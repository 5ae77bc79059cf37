//! SQLite-backed chunk index.
//!
//! Expected schema:
//!
//! ```sql
//! CREATE TABLE chunks (
//!   chunk_id TEXT PRIMARY KEY,
//!   file_path TEXT NOT NULL,
//!   chunk_index INTEGER NOT NULL,
//!   title TEXT,
//!   text TEXT NOT NULL,
//!   modified_at INTEGER
//! );
//! CREATE VIRTUAL TABLE chunks_fts USING fts5(chunk_id UNINDEXED, title, text);
//! CREATE TABLE chunk_embeddings (
//!   chunk_id TEXT PRIMARY KEY,
//!   embedding BLOB NOT NULL,
//!   embedding_dim INTEGER NOT NULL
//! );
//! ```

use std::path::{Path, PathBuf};

use anyhow::{Context, Result};
use regex::RegexBuilder;
use rusqlite::{Connection, OpenFlags, OptionalExtension, params};
use serde::Serialize;

use super::{Channel, ChannelLookup, ChunkIndex, IndexRow};
use crate::semantic::{cosine_similarity, decode_embedding_blob, embed_text_local};

const SNIPPET_TOKENS: i64 = 12;

#[derive(Debug, Clone)]
pub struct SqliteIndex {
    db_path: PathBuf,
}

#[derive(Debug, Clone, Default, Serialize)]
pub struct IndexCounts {
    pub files: i64,
    pub chunks: i64,
    pub embeddings: i64,
}

impl SqliteIndex {
    pub fn new(db_path: impl Into<PathBuf>) -> Self {
        Self {
            db_path: db_path.into(),
        }
    }

    pub fn db_path(&self) -> &Path {
        &self.db_path
    }

    // One read-only connection per lookup; workers never share a handle.
    fn open(&self) -> Result<Connection> {
        Connection::open_with_flags(
            &self.db_path,
            OpenFlags::SQLITE_OPEN_READ_ONLY | OpenFlags::SQLITE_OPEN_NO_MUTEX,
        )
        .with_context(|| {
            format!(
                "failed to open index database read-only: {}",
                self.db_path.display()
            )
        })
    }

    pub fn counts(&self) -> Result<IndexCounts> {
        let connection = self.open()?;
        let (files, chunks): (i64, i64) = connection.query_row(
            "SELECT COUNT(DISTINCT file_path), COUNT(*) FROM chunks",
            [],
            |row| Ok((row.get(0)?, row.get(1)?)),
        )?;

        let embeddings = if table_exists(&connection, "chunk_embeddings")? {
            connection.query_row("SELECT COUNT(*) FROM chunk_embeddings", [], |row| {
                row.get(0)
            })?
        } else {
            0
        };

        Ok(IndexCounts {
            files,
            chunks,
            embeddings,
        })
    }
}

impl ChunkIndex for SqliteIndex {
    fn lookup(&self, lookup: &ChannelLookup<'_>) -> Result<Vec<IndexRow>> {
        let connection = self.open()?;
        match lookup.channel {
            Channel::Path => path_lookup(&connection, lookup),
            Channel::Short | Channel::Bm25 => {
                fts_lookup(&connection, &to_fts_query(lookup.text), lookup.limit)
            }
            Channel::Title => {
                let expression = to_fts_query(lookup.text);
                if expression.is_empty() {
                    return Ok(Vec::new());
                }
                fts_lookup(&connection, &format!("title : ({expression})"), lookup.limit)
            }
            Channel::Vector => vector_lookup(&connection, lookup),
        }
    }
}

fn table_exists(connection: &Connection, name: &str) -> Result<bool> {
    let exists = connection
        .query_row(
            "
            SELECT 1
            FROM sqlite_master
            WHERE type IN ('table', 'view') AND name = ?1
            LIMIT 1
            ",
            [name],
            |row| row.get::<_, i64>(0),
        )
        .optional()?
        .is_some();
    Ok(exists)
}

fn to_fts_query(text: &str) -> String {
    query_terms(text)
        .into_iter()
        .map(|token| format!("\"{token}\""))
        .collect::<Vec<String>>()
        .join(" OR ")
}

fn query_terms(text: &str) -> Vec<String> {
    let mut terms = Vec::<String>::new();
    for token in text.split(|character: char| !character.is_alphanumeric()) {
        let token = token.to_lowercase();
        if token.chars().count() < 2 || terms.contains(&token) {
            continue;
        }
        terms.push(token);
    }
    terms
}

fn fts_lookup(connection: &Connection, match_expression: &str, limit: usize) -> Result<Vec<IndexRow>> {
    if match_expression.trim().is_empty() || limit == 0 {
        return Ok(Vec::new());
    }

    let mut statement = connection.prepare(
        "
        SELECT
          c.chunk_id,
          c.file_path,
          c.chunk_index,
          c.modified_at,
          snippet(chunks_fts, 2, '[', ']', ' ... ', ?3),
          bm25(chunks_fts) AS rank
        FROM chunks_fts
        JOIN chunks c ON c.chunk_id = chunks_fts.chunk_id
        WHERE chunks_fts MATCH ?1
        ORDER BY rank ASC, c.chunk_id ASC
        LIMIT ?2
        ",
    )?;

    let mut rows = statement.query(params![match_expression, limit as i64, SNIPPET_TOKENS])?;
    let mut out = Vec::<IndexRow>::new();
    while let Some(row) = rows.next()? {
        // bm25() is negative; larger magnitude ranks higher.
        let raw = -row.get::<_, f64>(5)?;
        out.push(IndexRow {
            chunk_id: Some(row.get(0)?),
            file_path: row.get(1)?,
            chunk_index: row.get(2)?,
            modified_at: row.get(3)?,
            snippet: row.get(4)?,
            score: raw.max(0.0),
        });
    }

    normalize_by_best(&mut out);
    Ok(out)
}

fn vector_lookup(connection: &Connection, lookup: &ChannelLookup<'_>) -> Result<Vec<IndexRow>> {
    if lookup.limit == 0 {
        return Ok(Vec::new());
    }

    let mut statement = connection.prepare(
        "
        SELECT
          c.chunk_id,
          c.file_path,
          c.chunk_index,
          c.modified_at,
          substr(c.text, 1, 160),
          ce.embedding,
          ce.embedding_dim
        FROM chunk_embeddings ce
        JOIN chunks c ON c.chunk_id = ce.chunk_id
        ",
    )?;

    let mut local_query = None::<Vec<f32>>;
    let mut rows = statement.query([])?;
    let mut out = Vec::<IndexRow>::new();
    while let Some(row) = rows.next()? {
        let row_dim = row.get::<_, i64>(6)? as usize;
        let query = match lookup.vector {
            Some(vector) => vector,
            None => local_query
                .get_or_insert_with(|| embed_text_local(lookup.text, row_dim))
                .as_slice(),
        };
        if query.len() != row_dim {
            continue;
        }

        let blob = row.get::<_, Vec<u8>>(5)?;
        let Some(embedding) = decode_embedding_blob(&blob, row_dim) else {
            continue;
        };

        let similarity = cosine_similarity(query, &embedding);
        if similarity <= 0.0 {
            continue;
        }

        out.push(IndexRow {
            chunk_id: Some(row.get(0)?),
            file_path: row.get(1)?,
            chunk_index: row.get(2)?,
            modified_at: row.get(3)?,
            snippet: row.get(4)?,
            score: similarity.min(1.0),
        });
    }

    out.sort_by(|left, right| {
        right
            .score
            .total_cmp(&left.score)
            .then_with(|| left.chunk_id.cmp(&right.chunk_id))
    });
    out.truncate(lookup.limit);
    Ok(out)
}

fn path_lookup(connection: &Connection, lookup: &ChannelLookup<'_>) -> Result<Vec<IndexRow>> {
    let terms = query_terms(lookup.text);
    let fname_matcher = match lookup.fname_regex {
        Some(pattern) => Some(
            RegexBuilder::new(pattern)
                .case_insensitive(true)
                .build()
                .with_context(|| format!("invalid filename hint pattern: {pattern}"))?,
        ),
        None => None,
    };
    if terms.is_empty() && fname_matcher.is_none() {
        return Ok(Vec::new());
    }

    let mut statement = connection.prepare(
        "
        SELECT c.chunk_id, c.file_path, c.chunk_index, c.modified_at
        FROM chunks c
        WHERE c.chunk_index = (
          SELECT MIN(inner_c.chunk_index) FROM chunks inner_c WHERE inner_c.file_path = c.file_path
        )
        ORDER BY c.file_path ASC, c.chunk_id ASC
        ",
    )?;

    let mut rows = statement.query([])?;
    let mut out = Vec::<IndexRow>::new();
    while let Some(row) = rows.next()? {
        let file_path: String = row.get(1)?;
        if out.last().is_some_and(|last| last.file_path == file_path) {
            continue;
        }

        let normalized = file_path.replace('\\', "/");
        let score = if fname_matcher
            .as_ref()
            .is_some_and(|matcher| matcher.is_match(&normalized))
        {
            1.0
        } else {
            path_term_coverage(&normalized, &terms)
        };
        if score <= 0.0 {
            continue;
        }

        out.push(IndexRow {
            chunk_id: Some(row.get(0)?),
            file_path,
            chunk_index: row.get(2)?,
            modified_at: row.get(3)?,
            snippet: None,
            score,
        });
    }

    out.sort_by(|left, right| right.score.total_cmp(&left.score));
    out.truncate(lookup.limit);
    Ok(out)
}

fn path_term_coverage(path: &str, terms: &[String]) -> f64 {
    if terms.is_empty() {
        return 0.0;
    }

    let segments = path
        .to_lowercase()
        .split(|character: char| !character.is_alphanumeric())
        .filter(|segment| !segment.is_empty())
        .map(str::to_string)
        .collect::<Vec<String>>();
    let matched = terms
        .iter()
        .filter(|term| segments.iter().any(|segment| segment == *term))
        .count();
    matched as f64 / terms.len() as f64
}

fn normalize_by_best(rows: &mut [IndexRow]) {
    let best = rows.iter().map(|row| row.score).fold(0.0_f64, f64::max);
    for row in rows.iter_mut() {
        row.score = if best > 0.0 { row.score / best } else { 0.0 };
    }
}

#[cfg(test)]
pub(super) mod fixtures {
    use super::*;
    use crate::semantic::encode_embedding_blob;

    pub const SCHEMA_SQL: &str = "
        CREATE TABLE chunks (
          chunk_id TEXT PRIMARY KEY,
          file_path TEXT NOT NULL,
          chunk_index INTEGER NOT NULL,
          title TEXT,
          text TEXT NOT NULL,
          modified_at INTEGER
        );
        CREATE VIRTUAL TABLE chunks_fts USING fts5(chunk_id UNINDEXED, title, text);
        CREATE TABLE chunk_embeddings (
          chunk_id TEXT PRIMARY KEY,
          embedding BLOB NOT NULL,
          embedding_dim INTEGER NOT NULL
        );
    ";

    pub fn insert_chunk(
        connection: &Connection,
        chunk_id: &str,
        file_path: &str,
        chunk_index: i64,
        title: &str,
        text: &str,
        embedding_dim: usize,
    ) {
        connection
            .execute(
                "INSERT INTO chunks(chunk_id, file_path, chunk_index, title, text, modified_at) VALUES(?1, ?2, ?3, ?4, ?5, ?6)",
                params![chunk_id, file_path, chunk_index, title, text, 1_700_000_000_i64 + chunk_index],
            )
            .expect("chunk row should insert");
        connection
            .execute(
                "INSERT INTO chunks_fts(chunk_id, title, text) VALUES(?1, ?2, ?3)",
                params![chunk_id, title, text],
            )
            .expect("fts row should insert");
        let embedding = embed_text_local(&format!("{title} {text}"), embedding_dim);
        connection
            .execute(
                "INSERT INTO chunk_embeddings(chunk_id, embedding, embedding_dim) VALUES(?1, ?2, ?3)",
                params![chunk_id, encode_embedding_blob(&embedding), embedding_dim as i64],
            )
            .expect("embedding row should insert");
    }
}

^^^^^^^^^^^^^^^^

## TASK STATEMENT
Without changing anything, quote the lines from the top of the data to the line that contains "let embeddings = if", including that line.

## SOLUTION TO THE EXERCISE
repository 5ae77bc79059cf37
//! SQLite-backed chunk index.
//!
//! Expected schema:
//!
//! ```sql
//! CREATE TABLE chunks (
//!   chunk_id TEXT PRIMARY KEY,
//!   file_path TEXT NOT NULL,
//!   chunk_index INTEGER NOT NULL,
//!   title TEXT,
//!   text TEXT NOT NULL,
//!   modified_at INTEGER
//! );
//! CREATE VIRTUAL TABLE chunks_fts USING fts5(chunk_id UNINDEXED, title, text);
//! CREATE TABLE chunk_embeddings (
//!   chunk_id TEXT PRIMARY KEY,
//!   embedding BLOB NOT NULL,
//!   embedding_dim INTEGER NOT NULL
//! );
//! ```

use std::path::{Path, PathBuf};

use anyhow::{Context, Result};
use regex::RegexBuilder;
use rusqlite::{Connection, OpenFlags, OptionalExtension, params};
use serde::Serialize;

use super::{Channel, ChannelLookup, ChunkIndex, IndexRow};
use crate::semantic::{cosine_similarity, decode_embedding_blob, embed_text_local};

const SNIPPET_TOKENS: i64 = 12;

#[derive(Debug, Clone)]
pub struct SqliteIndex {
    db_path: PathBuf,
}

#[derive(Debug, Clone, Default, Serialize)]
pub struct IndexCounts {
    pub files: i64,
    pub chunks: i64,
    pub embeddings: i64,
}

impl SqliteIndex {
    pub fn new(db_path: impl Into<PathBuf>) -> Self {
        Self {
            db_path: db_path.into(),
        }
    }

    pub fn db_path(&self) -> &Path {
        &self.db_path
    }

    // One read-only connection per lookup; workers never share a handle.
    fn open(&self) -> Result<Connection> {
        Connection::open_with_flags(
            &self.db_path,
            OpenFlags::SQLITE_OPEN_READ_ONLY | OpenFlags::SQLITE_OPEN_NO_MUTEX,
        )
        .with_context(|| {
            format!(
                "failed to open index database read-only: {}",
                self.db_path.display()
            )
        })
    }

    pub fn counts(&self) -> Result<IndexCounts> {
        let connection = self.open()?;
        let (files, chunks): (i64, i64) = connection.query_row(
            "SELECT COUNT(DISTINCT file_path), COUNT(*) FROM chunks",
            [],
            |row| Ok((row.get(0)?, row.get(1)?)),
        )?;

        let embeddings = if table_exists(&connection, "chunk_embeddings")? {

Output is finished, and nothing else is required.